# Available data

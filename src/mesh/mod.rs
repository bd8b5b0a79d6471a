//! Quadsphere mesh: 6 cube faces, each refined as a 27-level quadtree.
//!
//! Encoding projects a point onto a cube face (S2 quadratic transform),
//! discretizes (s, t) at the finest level, and Morton-interleaves the cell
//! coordinates into the identifier's quadkey. Decoding inverts the
//! interleave to recover cell centers and corners for cover construction.

mod projection;

pub(crate) use projection::{face_uv_to_3d, geodetic_to_unit, point_to_face_uv, st_to_uv, uv_to_st};

use crate::sid::{SpatialId, MAX_LEVEL};
use glam::DVec3;

/// Cells per face side at the finest level.
const FINEST_SIDE: u32 = 1 << MAX_LEVEL;

const QUADKEY_MASK: u64 = (1 << 54) - 1;

/// Spread the low 27 bits of `x` to the even positions of a 54-bit word.
#[inline]
fn spread_bits(x: u64) -> u64 {
    let mut x = x & 0x07FF_FFFF;
    x = (x | (x << 16)) & 0x0000_FFFF_0000_FFFF;
    x = (x | (x << 8)) & 0x00FF_00FF_00FF_00FF;
    x = (x | (x << 4)) & 0x0F0F_0F0F_0F0F_0F0F;
    x = (x | (x << 2)) & 0x3333_3333_3333_3333;
    x = (x | (x << 1)) & 0x5555_5555_5555_5555;
    x
}

/// Inverse of `spread_bits`: collect even-position bits into the low 27.
#[inline]
fn compact_bits(x: u64) -> u64 {
    let mut x = x & 0x5555_5555_5555_5555;
    x = (x | (x >> 1)) & 0x3333_3333_3333_3333;
    x = (x | (x >> 2)) & 0x0F0F_0F0F_0F0F_0F0F;
    x = (x | (x >> 4)) & 0x00FF_00FF_00FF_00FF;
    x = (x | (x >> 8)) & 0x0000_FFFF_0000_FFFF;
    x = (x | (x >> 16)) & 0x0000_0000_FFFF_FFFF;
    x & 0x07FF_FFFF
}

/// Finest-level cell coordinates of `p` on its face.
#[inline]
pub(crate) fn point_to_face_ij(p: DVec3) -> (u8, u32, u32) {
    let (face, u, v) = point_to_face_uv(p);
    let side = FINEST_SIDE as f64;
    let fi = (uv_to_st(u) * side).max(0.0);
    let fj = (uv_to_st(v) * side).max(0.0);
    let i = (fi as u32).min(FINEST_SIDE - 1);
    let j = (fj as u32).min(FINEST_SIDE - 1);
    (face as u8, i, j)
}

/// Encode a unit vector at `level`.
///
/// The quadkey keeps full-depth location bits; identifiers for the same
/// point at different levels differ only in the resolution field.
#[inline]
pub(crate) fn encode_unit(p: DVec3, level: u8) -> SpatialId {
    debug_assert!(level <= MAX_LEVEL);
    let (face, i, j) = point_to_face_ij(p);
    let quadkey = spread_bits(i as u64) | (spread_bits(j as u64) << 1);
    SpatialId::from_parts(face, quadkey, level)
}

/// Encode a geodetic position in degrees at `level`.
#[inline]
pub(crate) fn encode(lat_deg: f64, lon_deg: f64, level: u8) -> SpatialId {
    encode_unit(geodetic_to_unit(lat_deg, lon_deg), level)
}

/// Face-local cell coordinates of an identifier's node at its own level.
#[inline]
fn sid_to_face_ij(sid: SpatialId) -> (usize, u32, u32, u8) {
    debug_assert!(sid.is_valid());
    let level = sid.resolution();
    let loc = sid.leaf_index();
    let quadkey = loc & QUADKEY_MASK;
    let face = (loc >> 54) as usize;
    let i = compact_bits(quadkey) as u32;
    let j = compact_bits(quadkey >> 1) as u32;
    let down = (MAX_LEVEL - level) as u32;
    (face, i >> down, j >> down, level)
}

/// Center of the identifier's cell on the unit sphere.
#[cfg(test)]
pub(crate) fn cell_center(sid: SpatialId) -> DVec3 {
    let (face, i, j, level) = sid_to_face_ij(sid);
    let side = (1u64 << level) as f64;
    let u = st_to_uv((i as f64 + 0.5) / side);
    let v = st_to_uv((j as f64 + 0.5) / side);
    face_uv_to_3d(face, u, v)
}

/// The four cell corners, in (s, t) winding order:
/// (lo, lo), (hi, lo), (hi, hi), (lo, hi).
pub(crate) fn cell_corners(sid: SpatialId) -> [DVec3; 4] {
    let (face, i, j, level) = sid_to_face_ij(sid);
    let side = (1u64 << level) as f64;
    let u0 = st_to_uv(i as f64 / side);
    let u1 = st_to_uv((i + 1) as f64 / side);
    let v0 = st_to_uv(j as f64 / side);
    let v1 = st_to_uv((j + 1) as f64 / side);
    [
        face_uv_to_3d(face, u0, v0),
        face_uv_to_3d(face, u1, v0),
        face_uv_to_3d(face, u1, v1),
        face_uv_to_3d(face, u0, v1),
    ]
}

#[cfg(test)]
mod tests {
    use super::*;

    #[test]
    fn test_spread_compact_roundtrip() {
        for &x in &[0u64, 1, 0x07FF_FFFF, 0x0555_5555, 0x02AA_AAAA, 12345678] {
            let spread = spread_bits(x);
            // Odd positions stay clear.
            assert_eq!(spread & 0xAAAA_AAAA_AAAA_AAAA, 0);
            assert_eq!(compact_bits(spread), x);
        }
    }

    #[test]
    fn test_encode_is_deterministic() {
        let a = encode(45.0, 120.0, 15);
        let b = encode(45.0, 120.0, 15);
        assert_eq!(a, b);
        assert_eq!(a.resolution(), 15);
    }

    #[test]
    fn test_levels_share_location_bits() {
        let coarse = encode(-33.9, 18.4, 4);
        let fine = encode(-33.9, 18.4, 22);
        assert_eq!(coarse.leaf_index(), fine.leaf_index());
        assert_ne!(coarse, fine);
        assert!(coarse
            .clear_to_resolution()
            .contains(fine.clear_to_resolution()));
    }

    #[test]
    fn test_cell_center_stays_in_cell() {
        for &(lat, lon) in &[
            (0.0, 0.0),
            (89.9, 45.0),
            (-89.9, -45.0),
            (12.3, 179.97),
            (-56.0, -179.97),
            (45.0, 45.0),
        ] {
            for &level in &[0u8, 3, 9, 17] {
                let sid = encode(lat, lon, level).clear_to_resolution();
                let center = cell_center(sid);
                let re = encode_unit(center, level).clear_to_resolution();
                assert_eq!(
                    re, sid,
                    "center re-encodes into the same cell: lat={}, lon={}, level={}",
                    lat, lon, level
                );
            }
        }
    }

    #[test]
    fn test_cell_corners_bound_center() {
        let sid = encode(37.0, -122.0, 8).clear_to_resolution();
        let center = cell_center(sid);
        let corners = cell_corners(sid);
        for (k, c) in corners.iter().enumerate() {
            assert!((c.length() - 1.0).abs() < 1e-12, "corner {} on sphere", k);
            assert!(
                c.dot(center) > 0.99,
                "corner {} near the center at this level",
                k
            );
        }
        // Corners are distinct.
        for a in 0..4 {
            for b in (a + 1)..4 {
                assert!((corners[a] - corners[b]).length() > 1e-9);
            }
        }
    }

    #[test]
    fn test_face_centers_encode_to_face_roots() {
        let dirs = [
            DVec3::X,
            -DVec3::X,
            DVec3::Y,
            -DVec3::Y,
            DVec3::Z,
            -DVec3::Z,
        ];
        for (face, dir) in dirs.iter().enumerate() {
            let sid = encode_unit(*dir, 0).clear_to_resolution();
            assert_eq!(sid.face(), face as u8);
            assert_eq!(sid.resolution(), 0);
            assert_eq!(sid.leaf_index(), (face as u64) << 54);
        }
    }
}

# What you should do
Copy out the lines above exactly, beginning at the one that contains "let (face, u, v) = point_to_face_uv(p);" and ending at the one that contains "let u0 = st_to_uv(i as f64 / side);".

# Written solution
    let (face, u, v) = point_to_face_uv(p);
    let side = FINEST_SIDE as f64;
    let fi = (uv_to_st(u) * side).max(0.0);
    let fj = (uv_to_st(v) * side).max(0.0);
    let i = (fi as u32).min(FINEST_SIDE - 1);
    let j = (fj as u32).min(FINEST_SIDE - 1);
    (face as u8, i, j)
}

/// Encode a unit vector at `level`.
///
/// The quadkey keeps full-depth location bits; identifiers for the same
/// point at different levels differ only in the resolution field.
#[inline]
pub(crate) fn encode_unit(p: DVec3, level: u8) -> SpatialId {
    debug_assert!(level <= MAX_LEVEL);
    let (face, i, j) = point_to_face_ij(p);
    let quadkey = spread_bits(i as u64) | (spread_bits(j as u64) << 1);
    SpatialId::from_parts(face, quadkey, level)
}

/// Encode a geodetic position in degrees at `level`.
#[inline]
pub(crate) fn encode(lat_deg: f64, lon_deg: f64, level: u8) -> SpatialId {
    encode_unit(geodetic_to_unit(lat_deg, lon_deg), level)
}

/// Face-local cell coordinates of an identifier's node at its own level.
#[inline]
fn sid_to_face_ij(sid: SpatialId) -> (usize, u32, u32, u8) {
    debug_assert!(sid.is_valid());
    let level = sid.resolution();
    let loc = sid.leaf_index();
    let quadkey = loc & QUADKEY_MASK;
    let face = (loc >> 54) as usize;
    let i = compact_bits(quadkey) as u32;
    let j = compact_bits(quadkey >> 1) as u32;
    let down = (MAX_LEVEL - level) as u32;
    (face, i >> down, j >> down, level)
}

/// Center of the identifier's cell on the unit sphere.
#[cfg(test)]
pub(crate) fn cell_center(sid: SpatialId) -> DVec3 {
    let (face, i, j, level) = sid_to_face_ij(sid);
    let side = (1u64 << level) as f64;
    let u = st_to_uv((i as f64 + 0.5) / side);
    let v = st_to_uv((j as f64 + 0.5) / side);
    face_uv_to_3d(face, u, v)
}

/// The four cell corners, in (s, t) winding order:
/// (lo, lo), (hi, lo), (hi, hi), (lo, hi).
pub(crate) fn cell_corners(sid: SpatialId) -> [DVec3; 4] {
    let (face, i, j, level) = sid_to_face_ij(sid);
    let side = (1u64 << level) as f64;
    let u0 = st_to_uv(i as f64 / side);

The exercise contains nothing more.